3. Number of Experts Used to Establish the Ground Truth for the Test Set and Qualifications of Those Experts

• Number of Experts: Not applicable. Ground truth, in the sense of expert consensus on clinical findings, is not established for this type of mechanical testing. The "ground truth" for the mechanical tests would be the accepted parameters defined by the ASTM standards.
• Qualifications of Experts: Not applicable.

4. Adjudication Method for the Test Set

• Adjudication Method: Not applicable. There is no clinical test set requiring adjudication in this 510(k) submission.

5. Multi-Reader Multi-Case (MRMC) Comparative Effectiveness Study

• MRMC Study: No, an MRMC comparative effectiveness study was not done. This device is a shoulder prosthesis, and this type of study is typically performed for diagnostic devices (e.g., AI for radiology interpretation).
• Effect Size: Not applicable as no MRMC study was performed.

6. Standalone Performance Study (Algorithm Only Without Human-in-the-Loop Performance)

• Standalone Performance Study: Not applicable. This device is a physical shoulder prosthesis, not a software algorithm.

7. Type of Ground Truth Used

• Type of Ground Truth: For the mechanical performance "testing," the "ground truth" is defined by the established ASTM (American Society for Testing and Materials) standards (ASTM F1738-05, ASTM F1829-98, and ASTM F2028-05).
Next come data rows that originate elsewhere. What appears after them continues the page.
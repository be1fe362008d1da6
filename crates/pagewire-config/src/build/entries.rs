use schemars::JsonSchema;
use serde::{Deserialize, Serialize};

use crate::build::helpers::{default_entry_pattern, default_html_extension, default_root_marker};

/// How an entry name is derived from the path of its file.
///
/// Given the pattern `src/views/**/*.js` and the file
/// `src/views/home/index.js`:
///
/// | scheme      | name         |
/// |-------------|--------------|
/// | `relative`  | `home/index` |
/// | `basename`  | `index`      |
/// | `directory` | `home`       |
#[derive(Debug, Clone, Copy, Default, PartialEq, Eq, Serialize, Deserialize, JsonSchema)]
#[serde(rename_all = "lowercase")]
pub enum NamingScheme {
    /// Path below the pattern's literal base directory, without extension
    #[default]
    Relative,
    /// File stem only
    Basename,
    /// Name of the directory holding the file
    Directory,
}

impl std::fmt::Display for NamingScheme {
    fn fmt(&self, f: &mut std::fmt::Formatter<'_>) -> std::fmt::Result {
        f.write_str(match self {
            NamingScheme::Relative => "relative",
            NamingScheme::Basename => "basename",
            NamingScheme::Directory => "directory",
        })
    }
}

/// Entry discovery options
#[derive(Debug, Clone, PartialEq, Eq, Serialize, Deserialize, JsonSchema)]
pub struct EntryOptions {
    /// Glob pattern (relative to the project root) selecting entry scripts
    #[serde(default = "default_entry_pattern")]
    pub pattern: String,

    /// Path segment after which HTML output paths begin
    #[serde(default = "default_root_marker", alias = "rootMarker")]
    pub root_marker: String,

    /// Entry naming scheme
    #[serde(default)]
    pub naming: NamingScheme,

    /// Extension of the companion HTML template next to each entry
    #[serde(default = "default_html_extension", alias = "templateExtension")]
    pub template_extension: String,

    /// Extension of the generated HTML page
    #[serde(default = "default_html_extension", alias = "outputExtension")]
    pub output_extension: String,
}

impl Default for EntryOptions {
    fn default() -> Self {
        Self {
            pattern: default_entry_pattern(),
            root_marker: default_root_marker(),
            naming: NamingScheme::default(),
            template_extension: default_html_extension(),
            output_extension: default_html_extension(),
        }
    }
}
//! Tests for layered loading: defaults < file (+ profile) < env < overrides.

use pagewire_config::{ConfigError, ConfigLoader, NamingScheme};
use serde_json::json;
use serial_test::serial;
use std::fs;
use std::path::PathBuf;
use tempfile::TempDir;

fn write_toml(dir: &TempDir, body: &str) {
    fs::write(dir.path().join("pagewire.toml"), body).expect("write config");
}

#[test]
#[serial]
fn defaults_apply_without_config_file() {
    let dir = TempDir::new().expect("tempdir");
    let config = ConfigLoader::new(dir.path())
        .without_env()
        .load()
        .expect("load defaults");

    assert_eq!(config.entries.pattern, "src/views/**/*.js");
    assert_eq!(config.output.output_root, PathBuf::from("dist"));
    assert_eq!(config.output.vendor_chunk_name, "vendor");
}

#[test]
#[serial]
fn file_values_override_defaults() {
    let dir = TempDir::new().expect("tempdir");
    write_toml(
        &dir,
        r#"
[entries]
naming = "basename"

[output]
outputRoot = "public"
"#,
    );

    let config = ConfigLoader::new(dir.path())
        .without_env()
        .load()
        .expect("load");

    assert_eq!(config.entries.naming, NamingScheme::Basename);
    assert_eq!(config.output.output_root, PathBuf::from("public"));
    // untouched sibling keys keep their defaults
    assert_eq!(config.output.js_pattern, "js/[name].[chunkhash:8].js");
}

#[test]
#[serial]
fn profile_overrides_file_values() {
    let dir = TempDir::new().expect("tempdir");
    write_toml(
        &dir,
        r#"
devtool = "source-map"

[optimize]
minify = true

[profiles.development]
devtool = "cheap-module-eval-source-map"

[profiles.development.optimize]
minify = false
"#,
    );

    let config = ConfigLoader::new(dir.path())
        .without_env()
        .profile(Some("development"))
        .load()
        .expect("load with profile");

    assert!(!config.optimize.minify);
    assert_eq!(
        config.devtool.as_deref(),
        Some("cheap-module-eval-source-map")
    );
}

#[test]
#[serial]
fn missing_profile_is_reported() {
    let dir = TempDir::new().expect("tempdir");
    write_toml(&dir, "[entries]\npattern = \"src/views/**/*.js\"\n");

    let err = ConfigLoader::new(dir.path())
        .without_env()
        .profile(Some("production"))
        .load()
        .unwrap_err();

    assert!(matches!(err, ConfigError::ProfileNotFound(name) if name == "production"));
}

#[test]
#[serial]
fn env_overrides_file() {
    let dir = TempDir::new().expect("tempdir");
    write_toml(&dir, "[output]\noutput_root = \"public\"\n");

    unsafe {
        std::env::set_var("PAGEWIRE_OUTPUT__OUTPUT_ROOT", "build");
    }
    let result = ConfigLoader::new(dir.path()).load();
    unsafe {
        std::env::remove_var("PAGEWIRE_OUTPUT__OUTPUT_ROOT");
    }

    let config = result.expect("load with env");
    assert_eq!(config.output.output_root, PathBuf::from("build"));
}

#[test]
#[serial]
fn overrides_win_over_env_and_file() {
    let dir = TempDir::new().expect("tempdir");
    write_toml(&dir, "[entries]\nroot_marker = \"app\"\n");

    unsafe {
        std::env::set_var("PAGEWIRE_ENTRIES__ROOT_MARKER", "web");
    }
    let result = ConfigLoader::new(dir.path())
        .overrides(json!({ "entries": { "rootMarker": "client" } }))
        .load();
    unsafe {
        std::env::remove_var("PAGEWIRE_ENTRIES__ROOT_MARKER");
    }

    assert_eq!(result.expect("load").entries.root_marker, "client");
}

#[test]
#[serial]
fn explicit_file_is_used_instead_of_discovery() {
    let dir = TempDir::new().expect("tempdir");
    write_toml(&dir, "[output]\noutput_root = \"ignored\"\n");
    fs::write(
        dir.path().join("site.json"),
        r#"{ "output": { "output_root": "chosen" } }"#,
    )
    .expect("write json");

    let config = ConfigLoader::new(dir.path())
        .without_env()
        .file(Some("site.json"))
        .load()
        .expect("load explicit file");

    assert_eq!(config.output.output_root, PathBuf::from("chosen"));
}

#[test]
#[serial]
fn explicit_missing_file_is_not_found() {
    let dir = TempDir::new().expect("tempdir");
    let err = ConfigLoader::new(dir.path())
        .without_env()
        .file(Some("nope.toml"))
        .load()
        .unwrap_err();

    assert!(matches!(err, ConfigError::NotFound(_)));
}

#[test]
#[serial]
fn bad_value_surfaces_extract_error() {
    let dir = TempDir::new().expect("tempdir");
    write_toml(&dir, "[entries]\nnaming = 42\n");

    let err = ConfigLoader::new(dir.path())
        .without_env()
        .load()
        .unwrap_err();

    assert!(matches!(err, ConfigError::Extract(_)));
}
Compliance with these standards demonstrates acceptable mechanical properties and material performance.

8. Sample Size for the Training Set

• Sample Size for Training Set: Not applicable. There is no "training set" in the context of a physical medical device like a shoulder prosthesis. The design and manufacturing processes are developed through engineering and materials science, not machine learning training.

9. How the Ground Truth for the Training Set Was Established

• Ground Truth for Training Set: Not applicable. As there is no training set, there is no ground truth established in this manner. The "ground truth" for the device's design and material selection would be established through established engineering principles, biomechanical understanding, and regulatory requirements, which are inherent to the development of such an implant.